Task instructions ▸
All of the records need to be retyped exactly, with no line dropped.

#### Supplied information ####

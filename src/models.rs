use serde::{Deserialize, Serialize};

use crate::core::market::{parse_odds, MarketHorse};
use crate::core::overlay::{HorseMarketView, ValuePlay, ValuePlaysSummary};
use crate::core::signals::DetectorSignals;
use crate::core::sizing::SizingConfig;
use crate::core::ticket::{RaceRecommendation, TicketConstruction, ValueHorseStake};

/// One horse on the race card as supplied by the caller
#[derive(Debug, Clone, Serialize, Deserialize)]
pub struct HorseEntry {
    pub program_number: u8,
    #[serde(default, skip_serializing_if = "Option::is_none")]
    pub name: Option<String>,
    /// Raw score from the external algorithm
    pub score: f64,
    #[serde(default)]
    pub scratched: bool,
    /// Odds in any supported format: "5-1", "5/2", "EVEN", "+300", "8"
    pub odds: String,
}

/// Race recommendation request
#[derive(Debug, Clone, Serialize, Deserialize)]
pub struct RecommendRequest {
    #[serde(default, skip_serializing_if = "Option::is_none")]
    pub race_id: Option<String>,
    pub horses: Vec<HorseEntry>,
    #[serde(default)]
    pub detectors: DetectorSignals,
    #[serde(default, skip_serializing_if = "Option::is_none")]
    pub bankroll: Option<f64>,
    #[serde(default, skip_serializing_if = "Option::is_none")]
    pub sizing: Option<SizingConfig>,
    /// Overlay threshold (percent) for value-play highlighting
    #[serde(default, skip_serializing_if = "Option::is_none")]
    pub min_overlay: Option<f64>,
}

impl RecommendRequest {
    /// Resolve odds strings into the core's per-horse market view
    pub fn to_market_views(&self) -> Vec<HorseMarketView> {
        self.horses
            .iter()
            .map(|h| HorseMarketView {
                program_number: h.program_number,
                score: h.score,
                scratched: h.scratched,
                decimal_odds: parse_odds(&h.odds),
            })
            .collect()
    }
}

/// Race recommendation response
#[derive(Debug, Clone, Serialize, Deserialize)]
pub struct RecommendResponse {
    #[serde(skip_serializing_if = "Option::is_none")]
    pub race_id: Option<String>,
    pub field_size: usize,
    pub market: Vec<MarketHorse>,
    pub overlays: Vec<ValuePlay>,
    pub overlay_summary: ValuePlaysSummary,
    pub ticket: TicketConstruction,
    #[serde(skip_serializing_if = "Option::is_none")]
    pub staking: Option<ValueHorseStake>,
}

impl RecommendResponse {
    pub fn from_recommendation(race_id: Option<String>, rec: RaceRecommendation) -> Self {
        Self {
            race_id,
            field_size: rec.field_size,
            market: rec.market,
            overlays: rec.overlays,
            overlay_summary: rec.overlay_summary,
            ticket: rec.ticket,
            staking: rec.staking,
        }
    }
}

/// Health check response
#[derive(Debug, Serialize, Deserialize)]
pub struct HealthResponse {
    pub status: String,
    pub version: String,
    pub engine: String,
}

/// Error response
#[derive(Debug, Serialize, Deserialize)]
pub struct ErrorResponse {
    pub error: String,
    pub message: String,
}

#[cfg(test)]
mod tests {
    use super::*;

    #[test]
    fn test_request_parses_mixed_odds_formats() {
        let req = RecommendRequest {
            race_id: Some("AQU-3".to_string()),
            horses: vec![
                HorseEntry {
                    program_number: 1,
                    name: Some("Quiet Storm".to_string()),
                    score: 180.0,
                    scratched: false,
                    odds: "EVEN".to_string(),
                },
                HorseEntry {
                    program_number: 2,
                    name: None,
                    score: 140.0,
                    scratched: false,
                    odds: "+300".to_string(),
                },
                HorseEntry {
                    program_number: 3,
                    name: None,
                    score: 120.0,
                    scratched: true,
                    odds: "nonsense".to_string(),
                },
            ],
            detectors: DetectorSignals::default(),
            bankroll: None,
            sizing: None,
            min_overlay: None,
        };

        let views = req.to_market_views();
        assert_eq!(views[0].decimal_odds, 2.0);
        assert_eq!(views[1].decimal_odds, 4.0);
        // Unparseable odds fall back to even money rather than failing
        assert_eq!(views[2].decimal_odds, 2.0);
        assert!(views[2].scratched);
    }

    #[test]
    fn test_request_deserializes_with_defaults() {
        let json = r#"{
            "horses": [
                {"program_number": 1, "score": 160.0, "odds": "5-2"},
                {"program_number": 2, "score": 130.0, "odds": "4-1"}
            ]
        }"#;
        let req: RecommendRequest = serde_json::from_str(json).unwrap();
        assert_eq!(req.horses.len(), 2);
        assert!(req.race_id.is_none());
        assert!(req.detectors.pace.is_none());
        assert!(!req.horses[0].scratched);
    }
}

####

Worked solution ▸
filename src/models.rs
use serde::{Deserialize, Serialize};

use crate::core::market::{parse_odds, MarketHorse};
use crate::core::overlay::{HorseMarketView, ValuePlay, ValuePlaysSummary};
use crate::core::signals::DetectorSignals;
use crate::core::sizing::SizingConfig;
use crate::core::ticket::{RaceRecommendation, TicketConstruction, ValueHorseStake};

/// One horse on the race card as supplied by the caller
#[derive(Debug, Clone, Serialize, Deserialize)]
pub struct HorseEntry {
    pub program_number: u8,
    #[serde(default, skip_serializing_if = "Option::is_none")]
    pub name: Option<String>,
    /// Raw score from the external algorithm
    pub score: f64,
    #[serde(default)]
    pub scratched: bool,
    /// Odds in any supported format: "5-1", "5/2", "EVEN", "+300", "8"
    pub odds: String,
}

/// Race recommendation request
#[derive(Debug, Clone, Serialize, Deserialize)]
pub struct RecommendRequest {
    #[serde(default, skip_serializing_if = "Option::is_none")]
    pub race_id: Option<String>,
    pub horses: Vec<HorseEntry>,
    #[serde(default)]
    pub detectors: DetectorSignals,
    #[serde(default, skip_serializing_if = "Option::is_none")]
    pub bankroll: Option<f64>,
    #[serde(default, skip_serializing_if = "Option::is_none")]
    pub sizing: Option<SizingConfig>,
    /// Overlay threshold (percent) for value-play highlighting
    #[serde(default, skip_serializing_if = "Option::is_none")]
    pub min_overlay: Option<f64>,
}

impl RecommendRequest {
    /// Resolve odds strings into the core's per-horse market view
    pub fn to_market_views(&self) -> Vec<HorseMarketView> {
        self.horses
            .iter()
            .map(|h| HorseMarketView {
                program_number: h.program_number,
                score: h.score,
                scratched: h.scratched,
                decimal_odds: parse_odds(&h.odds),
            })
            .collect()
    }
}

/// Race recommendation response
#[derive(Debug, Clone, Serialize, Deserialize)]
pub struct RecommendResponse {
    #[serde(skip_serializing_if = "Option::is_none")]
    pub race_id: Option<String>,
    pub field_size: usize,
    pub market: Vec<MarketHorse>,
    pub overlays: Vec<ValuePlay>,
    pub overlay_summary: ValuePlaysSummary,
    pub ticket: TicketConstruction,
    #[serde(skip_serializing_if = "Option::is_none")]
    pub staking: Option<ValueHorseStake>,
}

impl RecommendResponse {
    pub fn from_recommendation(race_id: Option<String>, rec: RaceRecommendation) -> Self {
        Self {
            race_id,
            field_size: rec.field_size,
            market: rec.market,
            overlays: rec.overlays,
            overlay_summary: rec.overlay_summary,
            ticket: rec.ticket,
            staking: rec.staking,
        }
    }
}

/// Health check response
#[derive(Debug, Serialize, Deserialize)]
pub struct HealthResponse {
    pub status: String,
    pub version: String,
    pub engine: String,
}

/// Error response
#[derive(Debug, Serialize, Deserialize)]
pub struct ErrorResponse {
    pub error: String,
    pub message: String,
}

#[cfg(test)]
mod tests {
    use super::*;

    #[test]
    fn test_request_parses_mixed_odds_formats() {
        let req = RecommendRequest {
            race_id: Some("AQU-3".to_string()),
            horses: vec![
                HorseEntry {
                    program_number: 1,
                    name: Some("Quiet Storm".to_string()),
                    score: 180.0,
                    scratched: false,
                    odds: "EVEN".to_string(),
                },
                HorseEntry {
                    program_number: 2,
                    name: None,
                    score: 140.0,
                    scratched: false,
                    odds: "+300".to_string(),
                },
                HorseEntry {
                    program_number: 3,
                    name: None,
                    score: 120.0,
                    scratched: true,
                    odds: "nonsense".to_string(),
                },
            ],
            detectors: DetectorSignals::default(),
            bankroll: None,
            sizing: None,
            min_overlay: None,
        };

        let views = req.to_market_views();
        assert_eq!(views[0].decimal_odds, 2.0);
        assert_eq!(views[1].decimal_odds, 4.0);
        // Unparseable odds fall back to even money rather than failing
        assert_eq!(views[2].decimal_odds, 2.0);
        assert!(views[2].scratched);
    }

    #[test]
    fn test_request_deserializes_with_defaults() {
        let json = r#"{
            "horses": [
                {"program_number": 1, "score": 160.0, "odds": "5-2"},
                {"program_number": 2, "score": 130.0, "odds": "4-1"}
            ]
        }"#;
        let req: RecommendRequest = serde_json::from_str(json).unwrap();
        assert_eq!(req.horses.len(), 2);
        assert!(req.race_id.is_none());
        assert!(req.detectors.pace.is_none());
        assert!(!req.horses[0].scratched);
    }
}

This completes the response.